(Exercise directions) Which lines of the data contain the string "info"? Copy every one of them.

(Stored data entries)
- Opening Delimiter -
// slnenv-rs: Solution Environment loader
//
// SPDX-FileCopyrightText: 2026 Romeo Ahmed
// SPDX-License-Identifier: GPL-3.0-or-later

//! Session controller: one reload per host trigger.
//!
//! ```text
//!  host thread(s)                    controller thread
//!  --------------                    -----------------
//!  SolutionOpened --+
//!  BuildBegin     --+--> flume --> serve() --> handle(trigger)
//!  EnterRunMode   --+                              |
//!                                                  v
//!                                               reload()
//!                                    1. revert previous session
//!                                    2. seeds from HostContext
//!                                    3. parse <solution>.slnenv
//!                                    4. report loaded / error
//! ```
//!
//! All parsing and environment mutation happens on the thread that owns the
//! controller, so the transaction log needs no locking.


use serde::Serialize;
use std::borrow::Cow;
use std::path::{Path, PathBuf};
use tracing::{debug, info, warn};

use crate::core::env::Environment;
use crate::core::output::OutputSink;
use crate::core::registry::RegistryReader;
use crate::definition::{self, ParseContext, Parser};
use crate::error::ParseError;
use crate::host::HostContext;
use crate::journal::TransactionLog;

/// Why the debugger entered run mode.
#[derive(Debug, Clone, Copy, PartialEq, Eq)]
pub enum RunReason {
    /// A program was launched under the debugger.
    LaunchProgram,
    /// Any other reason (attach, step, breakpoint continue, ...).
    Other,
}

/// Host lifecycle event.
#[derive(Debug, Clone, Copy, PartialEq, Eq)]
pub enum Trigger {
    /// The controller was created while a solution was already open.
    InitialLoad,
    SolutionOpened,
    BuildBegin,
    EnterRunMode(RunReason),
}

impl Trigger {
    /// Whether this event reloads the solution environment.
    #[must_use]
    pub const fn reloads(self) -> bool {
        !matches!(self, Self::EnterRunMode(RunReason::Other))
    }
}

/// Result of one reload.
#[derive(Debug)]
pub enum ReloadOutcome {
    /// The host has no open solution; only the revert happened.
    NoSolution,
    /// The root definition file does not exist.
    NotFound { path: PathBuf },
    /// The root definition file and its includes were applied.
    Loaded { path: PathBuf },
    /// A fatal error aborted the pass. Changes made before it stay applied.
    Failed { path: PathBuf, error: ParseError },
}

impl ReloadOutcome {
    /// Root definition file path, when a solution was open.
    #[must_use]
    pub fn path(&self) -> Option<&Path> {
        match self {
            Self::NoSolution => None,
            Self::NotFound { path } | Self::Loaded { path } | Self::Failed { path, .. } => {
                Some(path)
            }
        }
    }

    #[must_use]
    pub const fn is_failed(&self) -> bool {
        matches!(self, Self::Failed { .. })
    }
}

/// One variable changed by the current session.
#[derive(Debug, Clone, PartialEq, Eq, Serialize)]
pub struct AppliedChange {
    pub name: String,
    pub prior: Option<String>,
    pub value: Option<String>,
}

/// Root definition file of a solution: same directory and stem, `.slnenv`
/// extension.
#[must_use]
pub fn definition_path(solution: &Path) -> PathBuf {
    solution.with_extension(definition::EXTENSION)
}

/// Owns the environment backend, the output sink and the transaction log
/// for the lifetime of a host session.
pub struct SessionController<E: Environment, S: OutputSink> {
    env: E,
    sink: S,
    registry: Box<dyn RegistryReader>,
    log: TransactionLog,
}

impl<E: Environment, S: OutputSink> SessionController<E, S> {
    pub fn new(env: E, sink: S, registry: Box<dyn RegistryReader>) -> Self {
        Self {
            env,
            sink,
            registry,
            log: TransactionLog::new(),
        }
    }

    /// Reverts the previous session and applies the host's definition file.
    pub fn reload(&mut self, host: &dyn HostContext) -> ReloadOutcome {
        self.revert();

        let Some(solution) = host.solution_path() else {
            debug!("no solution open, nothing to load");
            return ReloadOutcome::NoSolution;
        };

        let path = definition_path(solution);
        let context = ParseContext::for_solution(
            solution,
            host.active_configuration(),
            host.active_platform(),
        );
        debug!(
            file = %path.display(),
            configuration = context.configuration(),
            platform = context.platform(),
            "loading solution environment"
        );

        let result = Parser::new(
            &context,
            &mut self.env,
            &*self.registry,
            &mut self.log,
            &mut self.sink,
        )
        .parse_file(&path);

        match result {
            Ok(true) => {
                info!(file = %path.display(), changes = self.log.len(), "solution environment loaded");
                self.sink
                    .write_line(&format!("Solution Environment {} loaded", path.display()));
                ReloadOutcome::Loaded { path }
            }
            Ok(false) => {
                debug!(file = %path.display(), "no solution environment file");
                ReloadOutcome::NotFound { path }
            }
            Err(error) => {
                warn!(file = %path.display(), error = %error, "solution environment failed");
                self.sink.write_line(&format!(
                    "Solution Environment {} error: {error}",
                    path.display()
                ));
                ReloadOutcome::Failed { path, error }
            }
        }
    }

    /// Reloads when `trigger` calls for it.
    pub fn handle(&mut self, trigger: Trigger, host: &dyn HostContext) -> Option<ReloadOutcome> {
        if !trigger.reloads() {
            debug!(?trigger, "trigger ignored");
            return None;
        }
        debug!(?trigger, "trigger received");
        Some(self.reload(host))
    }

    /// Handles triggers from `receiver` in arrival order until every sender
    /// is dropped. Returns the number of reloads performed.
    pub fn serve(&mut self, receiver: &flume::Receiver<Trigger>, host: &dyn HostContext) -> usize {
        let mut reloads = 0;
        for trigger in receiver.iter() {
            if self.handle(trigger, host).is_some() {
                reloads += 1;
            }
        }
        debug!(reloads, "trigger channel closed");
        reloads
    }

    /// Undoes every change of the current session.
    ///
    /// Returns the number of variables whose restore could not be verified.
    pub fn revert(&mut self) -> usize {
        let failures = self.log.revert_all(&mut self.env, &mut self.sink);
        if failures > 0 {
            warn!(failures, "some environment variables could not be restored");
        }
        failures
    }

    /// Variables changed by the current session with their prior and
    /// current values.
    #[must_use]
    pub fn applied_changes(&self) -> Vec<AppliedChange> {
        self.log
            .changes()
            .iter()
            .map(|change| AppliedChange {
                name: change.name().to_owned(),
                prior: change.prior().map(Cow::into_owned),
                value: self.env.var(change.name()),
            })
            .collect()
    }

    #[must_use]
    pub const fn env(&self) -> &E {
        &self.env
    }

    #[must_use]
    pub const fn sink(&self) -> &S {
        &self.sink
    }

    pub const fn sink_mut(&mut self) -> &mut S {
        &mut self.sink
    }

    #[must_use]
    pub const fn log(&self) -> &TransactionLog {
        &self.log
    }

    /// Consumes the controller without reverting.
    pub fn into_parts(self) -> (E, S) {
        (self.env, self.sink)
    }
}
- Closing Delimiter -
(Exercise response)
use tracing::{debug, info, warn};
                info!(file = %path.display(), changes = self.log.len(), "solution environment loaded");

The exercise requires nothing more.